◆ **Action item**:
Set down word for word each line from the start of the listing through the line that contains "let udt = CassType::new(ValueKind::Udt, vec![CassType::TEXT]);", both included.

◆ **Dataset**:
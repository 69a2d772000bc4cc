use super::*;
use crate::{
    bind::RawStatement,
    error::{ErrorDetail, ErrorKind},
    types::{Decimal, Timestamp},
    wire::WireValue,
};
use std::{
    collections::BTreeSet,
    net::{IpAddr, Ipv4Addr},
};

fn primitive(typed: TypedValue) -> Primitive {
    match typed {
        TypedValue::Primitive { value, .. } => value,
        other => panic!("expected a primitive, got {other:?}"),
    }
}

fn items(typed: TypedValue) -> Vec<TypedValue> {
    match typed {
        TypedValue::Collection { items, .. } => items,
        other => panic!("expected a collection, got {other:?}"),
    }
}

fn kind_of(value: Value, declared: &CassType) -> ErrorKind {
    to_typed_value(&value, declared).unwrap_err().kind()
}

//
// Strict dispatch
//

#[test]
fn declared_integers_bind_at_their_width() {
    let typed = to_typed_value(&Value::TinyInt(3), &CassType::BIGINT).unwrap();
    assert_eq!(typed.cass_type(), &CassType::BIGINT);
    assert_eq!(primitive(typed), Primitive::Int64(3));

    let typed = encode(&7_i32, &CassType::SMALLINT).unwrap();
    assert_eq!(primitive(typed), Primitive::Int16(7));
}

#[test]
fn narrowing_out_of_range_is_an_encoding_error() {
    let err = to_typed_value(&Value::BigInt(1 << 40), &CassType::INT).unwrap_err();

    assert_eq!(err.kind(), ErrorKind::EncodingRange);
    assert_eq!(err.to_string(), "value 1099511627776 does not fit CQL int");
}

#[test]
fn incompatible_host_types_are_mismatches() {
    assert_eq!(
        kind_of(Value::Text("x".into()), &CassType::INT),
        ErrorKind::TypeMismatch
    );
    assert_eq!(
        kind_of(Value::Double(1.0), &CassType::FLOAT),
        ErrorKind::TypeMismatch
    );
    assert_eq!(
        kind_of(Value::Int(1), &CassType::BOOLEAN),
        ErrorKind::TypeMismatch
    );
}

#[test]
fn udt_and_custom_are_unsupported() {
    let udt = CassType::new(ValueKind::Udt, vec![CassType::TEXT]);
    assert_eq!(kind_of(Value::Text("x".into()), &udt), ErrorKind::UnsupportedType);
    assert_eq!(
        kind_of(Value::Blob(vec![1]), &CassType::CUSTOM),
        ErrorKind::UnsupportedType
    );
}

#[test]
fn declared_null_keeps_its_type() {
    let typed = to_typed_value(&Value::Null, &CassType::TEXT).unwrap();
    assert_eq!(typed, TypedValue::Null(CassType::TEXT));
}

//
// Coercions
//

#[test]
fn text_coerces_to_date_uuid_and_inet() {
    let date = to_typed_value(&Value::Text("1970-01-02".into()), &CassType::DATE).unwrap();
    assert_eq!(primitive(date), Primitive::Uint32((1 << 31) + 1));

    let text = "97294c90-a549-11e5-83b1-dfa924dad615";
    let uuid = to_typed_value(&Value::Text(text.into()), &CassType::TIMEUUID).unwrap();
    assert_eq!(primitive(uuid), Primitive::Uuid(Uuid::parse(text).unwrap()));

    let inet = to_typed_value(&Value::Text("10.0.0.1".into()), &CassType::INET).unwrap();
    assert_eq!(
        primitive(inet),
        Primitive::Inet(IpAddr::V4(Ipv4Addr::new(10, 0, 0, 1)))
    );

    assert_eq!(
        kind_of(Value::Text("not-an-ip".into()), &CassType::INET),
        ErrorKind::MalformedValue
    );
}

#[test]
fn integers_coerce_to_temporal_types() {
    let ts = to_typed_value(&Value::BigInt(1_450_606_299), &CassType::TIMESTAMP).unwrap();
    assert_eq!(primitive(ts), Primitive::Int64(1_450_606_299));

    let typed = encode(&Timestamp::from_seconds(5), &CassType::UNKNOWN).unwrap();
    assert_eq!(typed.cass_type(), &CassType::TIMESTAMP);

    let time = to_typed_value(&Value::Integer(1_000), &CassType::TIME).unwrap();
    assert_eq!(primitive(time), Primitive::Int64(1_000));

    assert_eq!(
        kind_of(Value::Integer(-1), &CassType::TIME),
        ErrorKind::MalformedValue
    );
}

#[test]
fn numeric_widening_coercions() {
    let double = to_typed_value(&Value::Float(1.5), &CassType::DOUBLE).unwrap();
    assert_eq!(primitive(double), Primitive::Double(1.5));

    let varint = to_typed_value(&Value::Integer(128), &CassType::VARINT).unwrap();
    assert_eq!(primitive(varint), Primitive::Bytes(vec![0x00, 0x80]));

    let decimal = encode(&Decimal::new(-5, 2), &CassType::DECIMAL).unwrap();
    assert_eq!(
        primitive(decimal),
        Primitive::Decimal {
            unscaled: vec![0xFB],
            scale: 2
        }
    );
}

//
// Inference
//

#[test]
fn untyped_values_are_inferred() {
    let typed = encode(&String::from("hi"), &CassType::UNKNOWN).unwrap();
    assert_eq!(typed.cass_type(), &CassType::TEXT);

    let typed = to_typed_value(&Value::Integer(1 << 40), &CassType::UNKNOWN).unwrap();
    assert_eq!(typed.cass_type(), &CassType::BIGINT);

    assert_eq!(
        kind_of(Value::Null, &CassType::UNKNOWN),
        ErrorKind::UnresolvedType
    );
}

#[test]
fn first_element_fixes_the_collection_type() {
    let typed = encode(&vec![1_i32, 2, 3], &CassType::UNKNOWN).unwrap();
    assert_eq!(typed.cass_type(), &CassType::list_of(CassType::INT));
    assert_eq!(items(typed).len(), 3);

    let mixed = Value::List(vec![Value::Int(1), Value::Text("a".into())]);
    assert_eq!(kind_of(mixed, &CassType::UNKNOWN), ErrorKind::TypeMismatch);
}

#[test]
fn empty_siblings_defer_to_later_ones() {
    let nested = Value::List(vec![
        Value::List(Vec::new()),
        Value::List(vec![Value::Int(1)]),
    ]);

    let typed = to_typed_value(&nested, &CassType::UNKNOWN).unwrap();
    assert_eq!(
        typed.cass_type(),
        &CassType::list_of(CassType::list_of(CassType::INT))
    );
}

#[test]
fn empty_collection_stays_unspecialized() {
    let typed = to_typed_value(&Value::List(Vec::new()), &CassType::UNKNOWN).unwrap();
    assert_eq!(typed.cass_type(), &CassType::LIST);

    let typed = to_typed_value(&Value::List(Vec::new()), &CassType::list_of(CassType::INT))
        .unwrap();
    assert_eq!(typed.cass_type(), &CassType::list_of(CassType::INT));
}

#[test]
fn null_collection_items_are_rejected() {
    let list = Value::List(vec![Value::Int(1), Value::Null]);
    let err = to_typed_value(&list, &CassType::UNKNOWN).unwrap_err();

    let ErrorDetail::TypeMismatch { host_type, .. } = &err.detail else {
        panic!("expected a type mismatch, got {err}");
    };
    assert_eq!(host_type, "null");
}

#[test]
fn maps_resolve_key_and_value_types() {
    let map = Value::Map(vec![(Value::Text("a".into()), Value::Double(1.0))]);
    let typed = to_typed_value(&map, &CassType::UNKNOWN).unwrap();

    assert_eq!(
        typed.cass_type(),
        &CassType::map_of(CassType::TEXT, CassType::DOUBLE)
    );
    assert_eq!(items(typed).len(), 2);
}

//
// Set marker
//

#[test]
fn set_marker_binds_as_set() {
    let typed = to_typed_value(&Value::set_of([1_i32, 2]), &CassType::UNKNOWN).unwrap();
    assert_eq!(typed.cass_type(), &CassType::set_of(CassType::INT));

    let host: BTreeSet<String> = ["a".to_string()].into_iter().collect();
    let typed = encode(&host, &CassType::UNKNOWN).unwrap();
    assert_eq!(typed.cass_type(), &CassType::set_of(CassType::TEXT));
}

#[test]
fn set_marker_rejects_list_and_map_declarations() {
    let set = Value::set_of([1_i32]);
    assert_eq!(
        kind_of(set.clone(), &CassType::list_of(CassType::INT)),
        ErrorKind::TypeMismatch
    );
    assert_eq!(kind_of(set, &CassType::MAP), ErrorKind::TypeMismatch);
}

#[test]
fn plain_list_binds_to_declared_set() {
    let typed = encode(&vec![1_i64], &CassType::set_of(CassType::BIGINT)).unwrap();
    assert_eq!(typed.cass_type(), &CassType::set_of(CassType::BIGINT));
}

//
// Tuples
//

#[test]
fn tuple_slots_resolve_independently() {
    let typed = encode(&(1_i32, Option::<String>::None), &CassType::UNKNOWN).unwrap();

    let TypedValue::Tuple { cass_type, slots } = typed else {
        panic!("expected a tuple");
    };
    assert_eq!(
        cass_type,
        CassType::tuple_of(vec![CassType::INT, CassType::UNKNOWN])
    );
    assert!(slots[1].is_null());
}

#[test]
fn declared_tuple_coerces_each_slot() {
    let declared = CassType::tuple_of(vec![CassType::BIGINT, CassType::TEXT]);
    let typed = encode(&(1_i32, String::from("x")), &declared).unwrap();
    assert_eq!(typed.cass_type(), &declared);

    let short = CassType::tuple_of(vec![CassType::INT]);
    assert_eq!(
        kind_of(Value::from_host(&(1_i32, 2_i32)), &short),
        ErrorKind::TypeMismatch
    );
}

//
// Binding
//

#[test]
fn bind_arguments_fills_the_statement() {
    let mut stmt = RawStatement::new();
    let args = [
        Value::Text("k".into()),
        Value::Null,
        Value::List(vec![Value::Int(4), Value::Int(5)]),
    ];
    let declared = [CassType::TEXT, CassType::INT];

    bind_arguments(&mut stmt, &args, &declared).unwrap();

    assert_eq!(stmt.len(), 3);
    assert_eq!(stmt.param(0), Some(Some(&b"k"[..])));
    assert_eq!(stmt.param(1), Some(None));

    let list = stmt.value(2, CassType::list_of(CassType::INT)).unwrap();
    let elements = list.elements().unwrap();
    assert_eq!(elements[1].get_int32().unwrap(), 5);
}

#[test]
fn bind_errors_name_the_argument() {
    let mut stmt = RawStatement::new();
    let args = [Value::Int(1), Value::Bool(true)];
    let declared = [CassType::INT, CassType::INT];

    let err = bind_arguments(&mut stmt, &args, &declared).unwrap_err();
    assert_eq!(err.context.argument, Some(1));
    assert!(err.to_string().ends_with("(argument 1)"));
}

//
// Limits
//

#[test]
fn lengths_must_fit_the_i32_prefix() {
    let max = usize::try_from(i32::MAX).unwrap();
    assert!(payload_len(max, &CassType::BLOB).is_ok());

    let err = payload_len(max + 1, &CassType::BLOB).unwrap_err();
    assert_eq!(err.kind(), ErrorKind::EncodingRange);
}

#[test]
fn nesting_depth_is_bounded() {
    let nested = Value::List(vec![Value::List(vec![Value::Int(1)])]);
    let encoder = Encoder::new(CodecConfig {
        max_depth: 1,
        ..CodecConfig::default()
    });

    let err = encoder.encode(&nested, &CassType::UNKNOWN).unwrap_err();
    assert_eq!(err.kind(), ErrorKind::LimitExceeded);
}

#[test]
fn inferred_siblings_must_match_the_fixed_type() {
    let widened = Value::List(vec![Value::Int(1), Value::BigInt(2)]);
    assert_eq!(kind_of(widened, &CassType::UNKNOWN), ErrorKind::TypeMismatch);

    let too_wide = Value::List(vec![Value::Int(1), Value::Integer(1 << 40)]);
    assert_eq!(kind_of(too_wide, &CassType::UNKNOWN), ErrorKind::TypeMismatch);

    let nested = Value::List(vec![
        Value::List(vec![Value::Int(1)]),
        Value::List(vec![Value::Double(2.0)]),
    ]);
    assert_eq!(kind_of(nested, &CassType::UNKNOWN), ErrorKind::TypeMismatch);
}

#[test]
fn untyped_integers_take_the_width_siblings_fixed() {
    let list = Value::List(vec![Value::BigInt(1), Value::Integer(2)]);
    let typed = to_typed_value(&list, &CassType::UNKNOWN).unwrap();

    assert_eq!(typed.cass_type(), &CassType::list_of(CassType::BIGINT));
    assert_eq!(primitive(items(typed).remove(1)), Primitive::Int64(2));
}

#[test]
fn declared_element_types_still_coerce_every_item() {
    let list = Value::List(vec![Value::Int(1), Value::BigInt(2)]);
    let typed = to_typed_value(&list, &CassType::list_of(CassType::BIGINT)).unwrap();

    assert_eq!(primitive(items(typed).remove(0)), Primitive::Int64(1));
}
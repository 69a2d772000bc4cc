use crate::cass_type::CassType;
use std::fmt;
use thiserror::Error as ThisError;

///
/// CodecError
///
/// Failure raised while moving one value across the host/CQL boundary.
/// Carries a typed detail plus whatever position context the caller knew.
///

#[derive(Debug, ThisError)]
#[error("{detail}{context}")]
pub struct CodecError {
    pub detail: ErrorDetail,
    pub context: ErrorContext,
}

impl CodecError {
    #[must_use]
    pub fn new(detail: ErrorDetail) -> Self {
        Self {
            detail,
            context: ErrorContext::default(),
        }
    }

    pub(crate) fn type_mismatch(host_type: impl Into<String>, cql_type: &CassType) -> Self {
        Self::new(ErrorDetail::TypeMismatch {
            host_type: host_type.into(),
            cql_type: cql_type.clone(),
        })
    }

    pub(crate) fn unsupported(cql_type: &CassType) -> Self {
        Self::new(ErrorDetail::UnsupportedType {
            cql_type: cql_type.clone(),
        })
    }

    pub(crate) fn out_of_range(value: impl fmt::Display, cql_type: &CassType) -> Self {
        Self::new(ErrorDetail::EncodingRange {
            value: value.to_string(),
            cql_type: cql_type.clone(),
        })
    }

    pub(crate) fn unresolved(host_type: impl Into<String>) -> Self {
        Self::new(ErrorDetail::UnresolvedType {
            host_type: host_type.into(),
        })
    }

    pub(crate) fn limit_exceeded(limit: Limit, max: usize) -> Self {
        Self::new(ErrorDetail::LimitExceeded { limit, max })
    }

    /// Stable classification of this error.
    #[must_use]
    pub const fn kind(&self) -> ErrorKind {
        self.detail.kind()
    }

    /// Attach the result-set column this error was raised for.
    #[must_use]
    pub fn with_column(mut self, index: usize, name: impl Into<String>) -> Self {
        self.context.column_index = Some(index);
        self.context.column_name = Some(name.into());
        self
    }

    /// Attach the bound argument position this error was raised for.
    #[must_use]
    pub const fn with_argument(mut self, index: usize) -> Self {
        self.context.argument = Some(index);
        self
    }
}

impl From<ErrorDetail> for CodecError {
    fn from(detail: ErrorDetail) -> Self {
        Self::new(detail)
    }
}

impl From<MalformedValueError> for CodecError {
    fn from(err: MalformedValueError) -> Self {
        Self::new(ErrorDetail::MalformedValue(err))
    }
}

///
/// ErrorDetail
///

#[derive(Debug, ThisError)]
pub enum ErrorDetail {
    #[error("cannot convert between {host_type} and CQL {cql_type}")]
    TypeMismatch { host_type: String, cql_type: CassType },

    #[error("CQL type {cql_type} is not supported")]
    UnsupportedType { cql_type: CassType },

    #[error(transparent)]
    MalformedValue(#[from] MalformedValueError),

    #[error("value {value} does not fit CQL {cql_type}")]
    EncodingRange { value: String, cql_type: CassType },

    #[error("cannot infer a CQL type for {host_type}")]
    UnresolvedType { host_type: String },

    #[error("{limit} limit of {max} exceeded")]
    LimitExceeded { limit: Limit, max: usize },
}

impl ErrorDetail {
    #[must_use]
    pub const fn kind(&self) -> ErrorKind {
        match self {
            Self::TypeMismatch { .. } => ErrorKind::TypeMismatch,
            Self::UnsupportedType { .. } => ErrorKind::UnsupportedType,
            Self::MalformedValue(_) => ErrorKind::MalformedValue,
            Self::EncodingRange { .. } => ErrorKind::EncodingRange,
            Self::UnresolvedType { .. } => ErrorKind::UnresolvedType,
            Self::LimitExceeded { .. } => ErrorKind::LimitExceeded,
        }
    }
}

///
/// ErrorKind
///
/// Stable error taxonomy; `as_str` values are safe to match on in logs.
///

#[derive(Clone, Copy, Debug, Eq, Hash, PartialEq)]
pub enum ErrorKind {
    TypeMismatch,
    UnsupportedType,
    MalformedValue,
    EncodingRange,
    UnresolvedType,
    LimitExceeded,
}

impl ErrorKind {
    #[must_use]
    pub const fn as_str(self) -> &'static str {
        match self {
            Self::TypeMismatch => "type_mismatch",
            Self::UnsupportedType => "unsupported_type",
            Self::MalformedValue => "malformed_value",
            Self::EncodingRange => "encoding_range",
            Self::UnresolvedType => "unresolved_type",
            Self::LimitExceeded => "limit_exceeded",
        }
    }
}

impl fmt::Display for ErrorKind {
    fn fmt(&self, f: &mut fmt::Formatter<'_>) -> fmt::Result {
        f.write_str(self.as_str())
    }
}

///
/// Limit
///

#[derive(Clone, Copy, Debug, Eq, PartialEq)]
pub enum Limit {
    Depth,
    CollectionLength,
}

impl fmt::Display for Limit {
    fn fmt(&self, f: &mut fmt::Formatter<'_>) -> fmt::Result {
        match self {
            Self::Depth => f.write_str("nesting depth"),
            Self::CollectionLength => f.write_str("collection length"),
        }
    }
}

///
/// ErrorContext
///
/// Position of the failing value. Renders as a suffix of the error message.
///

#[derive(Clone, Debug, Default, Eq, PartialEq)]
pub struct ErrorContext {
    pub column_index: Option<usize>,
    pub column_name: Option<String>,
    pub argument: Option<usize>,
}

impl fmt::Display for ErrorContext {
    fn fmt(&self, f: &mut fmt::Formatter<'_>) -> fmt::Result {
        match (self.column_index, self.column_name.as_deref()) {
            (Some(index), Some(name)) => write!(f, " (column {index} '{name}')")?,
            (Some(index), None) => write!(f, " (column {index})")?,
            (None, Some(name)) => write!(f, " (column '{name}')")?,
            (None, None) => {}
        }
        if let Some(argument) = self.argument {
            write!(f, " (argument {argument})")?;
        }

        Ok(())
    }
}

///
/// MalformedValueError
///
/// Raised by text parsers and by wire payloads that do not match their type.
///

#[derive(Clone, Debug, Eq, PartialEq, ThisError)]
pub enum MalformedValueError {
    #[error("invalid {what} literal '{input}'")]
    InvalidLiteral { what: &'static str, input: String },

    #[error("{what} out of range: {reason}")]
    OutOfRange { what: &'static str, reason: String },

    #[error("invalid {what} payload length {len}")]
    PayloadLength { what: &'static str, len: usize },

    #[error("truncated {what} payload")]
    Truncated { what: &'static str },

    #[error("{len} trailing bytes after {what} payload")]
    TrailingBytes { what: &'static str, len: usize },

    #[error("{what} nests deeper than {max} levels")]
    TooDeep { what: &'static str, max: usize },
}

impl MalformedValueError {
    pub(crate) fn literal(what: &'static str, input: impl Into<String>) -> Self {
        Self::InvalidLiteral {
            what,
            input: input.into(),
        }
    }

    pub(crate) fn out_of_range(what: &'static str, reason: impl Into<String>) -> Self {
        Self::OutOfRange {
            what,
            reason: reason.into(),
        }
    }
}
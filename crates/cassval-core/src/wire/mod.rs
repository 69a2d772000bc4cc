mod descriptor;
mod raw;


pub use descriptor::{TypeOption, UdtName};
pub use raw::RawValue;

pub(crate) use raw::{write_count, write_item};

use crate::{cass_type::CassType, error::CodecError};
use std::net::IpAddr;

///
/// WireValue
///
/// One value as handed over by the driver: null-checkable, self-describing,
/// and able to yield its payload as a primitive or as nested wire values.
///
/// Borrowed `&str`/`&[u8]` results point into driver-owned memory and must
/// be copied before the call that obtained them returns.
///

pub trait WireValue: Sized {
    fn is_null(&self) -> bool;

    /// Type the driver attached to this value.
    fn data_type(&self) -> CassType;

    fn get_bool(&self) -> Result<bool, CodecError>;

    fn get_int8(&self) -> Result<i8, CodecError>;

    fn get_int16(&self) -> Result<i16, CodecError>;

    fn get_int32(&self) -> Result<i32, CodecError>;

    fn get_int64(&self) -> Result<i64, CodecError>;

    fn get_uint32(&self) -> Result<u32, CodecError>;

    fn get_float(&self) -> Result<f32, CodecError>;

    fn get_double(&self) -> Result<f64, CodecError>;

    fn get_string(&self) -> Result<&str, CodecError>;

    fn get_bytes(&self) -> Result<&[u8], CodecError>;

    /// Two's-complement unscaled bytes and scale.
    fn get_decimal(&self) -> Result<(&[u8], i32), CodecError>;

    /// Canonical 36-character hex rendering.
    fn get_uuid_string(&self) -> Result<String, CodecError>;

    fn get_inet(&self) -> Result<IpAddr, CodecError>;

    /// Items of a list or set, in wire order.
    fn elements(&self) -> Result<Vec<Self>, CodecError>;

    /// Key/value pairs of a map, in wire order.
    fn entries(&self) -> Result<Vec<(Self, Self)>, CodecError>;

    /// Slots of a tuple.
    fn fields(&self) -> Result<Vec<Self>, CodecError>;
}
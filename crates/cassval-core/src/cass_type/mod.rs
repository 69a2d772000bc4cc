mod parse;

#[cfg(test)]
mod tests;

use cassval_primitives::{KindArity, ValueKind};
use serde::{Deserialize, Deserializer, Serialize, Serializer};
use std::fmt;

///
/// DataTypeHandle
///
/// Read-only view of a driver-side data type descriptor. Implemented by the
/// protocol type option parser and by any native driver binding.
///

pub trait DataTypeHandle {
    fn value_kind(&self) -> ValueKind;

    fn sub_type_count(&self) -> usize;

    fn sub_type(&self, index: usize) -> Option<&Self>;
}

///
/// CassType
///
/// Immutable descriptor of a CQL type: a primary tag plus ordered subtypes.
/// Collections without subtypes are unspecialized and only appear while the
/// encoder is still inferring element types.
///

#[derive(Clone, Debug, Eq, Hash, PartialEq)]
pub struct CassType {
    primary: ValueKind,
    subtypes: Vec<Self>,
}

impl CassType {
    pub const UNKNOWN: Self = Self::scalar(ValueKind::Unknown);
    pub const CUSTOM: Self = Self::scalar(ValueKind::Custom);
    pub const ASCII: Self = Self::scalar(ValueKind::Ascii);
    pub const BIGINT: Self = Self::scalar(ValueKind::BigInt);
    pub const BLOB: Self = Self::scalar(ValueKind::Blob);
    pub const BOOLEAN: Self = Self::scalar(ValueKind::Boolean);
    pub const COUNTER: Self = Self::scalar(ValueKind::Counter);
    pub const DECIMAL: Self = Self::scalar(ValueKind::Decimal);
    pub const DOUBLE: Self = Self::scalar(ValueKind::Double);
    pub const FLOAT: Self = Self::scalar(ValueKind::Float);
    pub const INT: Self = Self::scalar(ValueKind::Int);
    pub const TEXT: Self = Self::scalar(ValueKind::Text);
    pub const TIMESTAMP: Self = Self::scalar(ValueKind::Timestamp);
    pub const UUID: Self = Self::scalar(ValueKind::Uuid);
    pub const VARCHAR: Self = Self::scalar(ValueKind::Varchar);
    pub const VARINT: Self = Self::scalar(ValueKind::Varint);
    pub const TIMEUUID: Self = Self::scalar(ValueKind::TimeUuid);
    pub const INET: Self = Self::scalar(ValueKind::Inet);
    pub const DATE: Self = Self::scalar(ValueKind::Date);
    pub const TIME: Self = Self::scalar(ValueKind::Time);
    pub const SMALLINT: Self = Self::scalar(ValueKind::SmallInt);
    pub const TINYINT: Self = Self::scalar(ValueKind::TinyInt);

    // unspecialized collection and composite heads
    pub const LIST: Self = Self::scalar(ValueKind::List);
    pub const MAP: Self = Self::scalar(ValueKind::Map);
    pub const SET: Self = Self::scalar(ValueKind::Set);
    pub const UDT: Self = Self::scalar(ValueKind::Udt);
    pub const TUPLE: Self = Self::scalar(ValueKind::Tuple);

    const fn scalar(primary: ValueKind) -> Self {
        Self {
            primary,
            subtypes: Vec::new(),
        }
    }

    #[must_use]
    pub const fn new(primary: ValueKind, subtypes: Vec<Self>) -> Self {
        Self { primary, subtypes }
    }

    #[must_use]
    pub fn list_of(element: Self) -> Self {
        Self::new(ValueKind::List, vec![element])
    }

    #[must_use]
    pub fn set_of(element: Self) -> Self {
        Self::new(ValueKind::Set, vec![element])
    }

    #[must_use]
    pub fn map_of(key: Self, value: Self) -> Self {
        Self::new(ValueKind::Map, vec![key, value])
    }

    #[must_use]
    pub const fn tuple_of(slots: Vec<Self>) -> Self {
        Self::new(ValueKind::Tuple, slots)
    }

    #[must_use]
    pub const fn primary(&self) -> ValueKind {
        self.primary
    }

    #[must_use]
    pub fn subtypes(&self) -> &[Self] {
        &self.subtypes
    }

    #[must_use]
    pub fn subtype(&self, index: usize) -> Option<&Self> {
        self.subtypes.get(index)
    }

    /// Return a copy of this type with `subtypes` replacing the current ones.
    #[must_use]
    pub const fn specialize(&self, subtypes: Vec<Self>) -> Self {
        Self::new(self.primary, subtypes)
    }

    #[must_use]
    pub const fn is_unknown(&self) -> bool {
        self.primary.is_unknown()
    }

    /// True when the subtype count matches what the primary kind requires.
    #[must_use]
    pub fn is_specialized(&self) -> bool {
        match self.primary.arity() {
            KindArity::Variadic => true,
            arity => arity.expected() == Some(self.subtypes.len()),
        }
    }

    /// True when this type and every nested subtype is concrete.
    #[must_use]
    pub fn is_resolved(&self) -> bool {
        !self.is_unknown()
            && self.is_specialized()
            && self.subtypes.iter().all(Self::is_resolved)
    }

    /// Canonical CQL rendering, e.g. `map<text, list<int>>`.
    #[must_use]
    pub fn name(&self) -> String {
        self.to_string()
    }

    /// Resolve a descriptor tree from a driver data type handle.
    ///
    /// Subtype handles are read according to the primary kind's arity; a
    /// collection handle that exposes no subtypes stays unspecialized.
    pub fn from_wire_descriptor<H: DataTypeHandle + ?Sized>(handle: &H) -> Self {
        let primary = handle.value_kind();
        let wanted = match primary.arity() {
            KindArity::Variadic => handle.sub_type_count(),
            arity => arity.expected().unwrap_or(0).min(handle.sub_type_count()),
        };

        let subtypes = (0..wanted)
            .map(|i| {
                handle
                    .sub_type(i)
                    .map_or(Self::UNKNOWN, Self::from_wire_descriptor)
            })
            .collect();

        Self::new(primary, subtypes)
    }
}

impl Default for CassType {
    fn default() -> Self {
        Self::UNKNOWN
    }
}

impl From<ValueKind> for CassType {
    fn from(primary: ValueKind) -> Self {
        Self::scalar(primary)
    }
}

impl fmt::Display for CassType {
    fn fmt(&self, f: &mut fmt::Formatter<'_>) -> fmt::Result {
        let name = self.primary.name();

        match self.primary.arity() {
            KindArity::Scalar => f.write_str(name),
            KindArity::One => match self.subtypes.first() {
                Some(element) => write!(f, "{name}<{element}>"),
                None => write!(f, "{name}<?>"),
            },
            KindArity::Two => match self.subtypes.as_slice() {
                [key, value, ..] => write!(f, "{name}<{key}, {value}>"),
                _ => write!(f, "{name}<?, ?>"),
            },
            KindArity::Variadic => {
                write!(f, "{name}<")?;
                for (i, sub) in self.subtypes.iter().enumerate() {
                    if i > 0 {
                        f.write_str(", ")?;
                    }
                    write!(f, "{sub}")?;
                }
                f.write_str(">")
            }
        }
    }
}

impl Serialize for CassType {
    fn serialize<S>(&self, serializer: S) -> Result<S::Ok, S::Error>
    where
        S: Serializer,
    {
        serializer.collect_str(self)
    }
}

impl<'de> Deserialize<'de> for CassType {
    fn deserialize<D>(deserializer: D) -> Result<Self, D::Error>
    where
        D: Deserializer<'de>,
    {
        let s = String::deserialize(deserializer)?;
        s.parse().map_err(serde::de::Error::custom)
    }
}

◆ **Answer for this exercise**:
repository 69a2d772000bc4cc
use super::*;
use crate::{
    bind::RawStatement,
    error::{ErrorDetail, ErrorKind},
    types::{Decimal, Timestamp},
    wire::WireValue,
};
use std::{
    collections::BTreeSet,
    net::{IpAddr, Ipv4Addr},
};

fn primitive(typed: TypedValue) -> Primitive {
    match typed {
        TypedValue::Primitive { value, .. } => value,
        other => panic!("expected a primitive, got {other:?}"),
    }
}

fn items(typed: TypedValue) -> Vec<TypedValue> {
    match typed {
        TypedValue::Collection { items, .. } => items,
        other => panic!("expected a collection, got {other:?}"),
    }
}

fn kind_of(value: Value, declared: &CassType) -> ErrorKind {
    to_typed_value(&value, declared).unwrap_err().kind()
}

//
// Strict dispatch
//

#[test]
fn declared_integers_bind_at_their_width() {
    let typed = to_typed_value(&Value::TinyInt(3), &CassType::BIGINT).unwrap();
    assert_eq!(typed.cass_type(), &CassType::BIGINT);
    assert_eq!(primitive(typed), Primitive::Int64(3));

    let typed = encode(&7_i32, &CassType::SMALLINT).unwrap();
    assert_eq!(primitive(typed), Primitive::Int16(7));
}

#[test]
fn narrowing_out_of_range_is_an_encoding_error() {
    let err = to_typed_value(&Value::BigInt(1 << 40), &CassType::INT).unwrap_err();

    assert_eq!(err.kind(), ErrorKind::EncodingRange);
    assert_eq!(err.to_string(), "value 1099511627776 does not fit CQL int");
}

#[test]
fn incompatible_host_types_are_mismatches() {
    assert_eq!(
        kind_of(Value::Text("x".into()), &CassType::INT),
        ErrorKind::TypeMismatch
    );
    assert_eq!(
        kind_of(Value::Double(1.0), &CassType::FLOAT),
        ErrorKind::TypeMismatch
    );
    assert_eq!(
        kind_of(Value::Int(1), &CassType::BOOLEAN),
        ErrorKind::TypeMismatch
    );
}

#[test]
fn udt_and_custom_are_unsupported() {
    let udt = CassType::new(ValueKind::Udt, vec![CassType::TEXT]);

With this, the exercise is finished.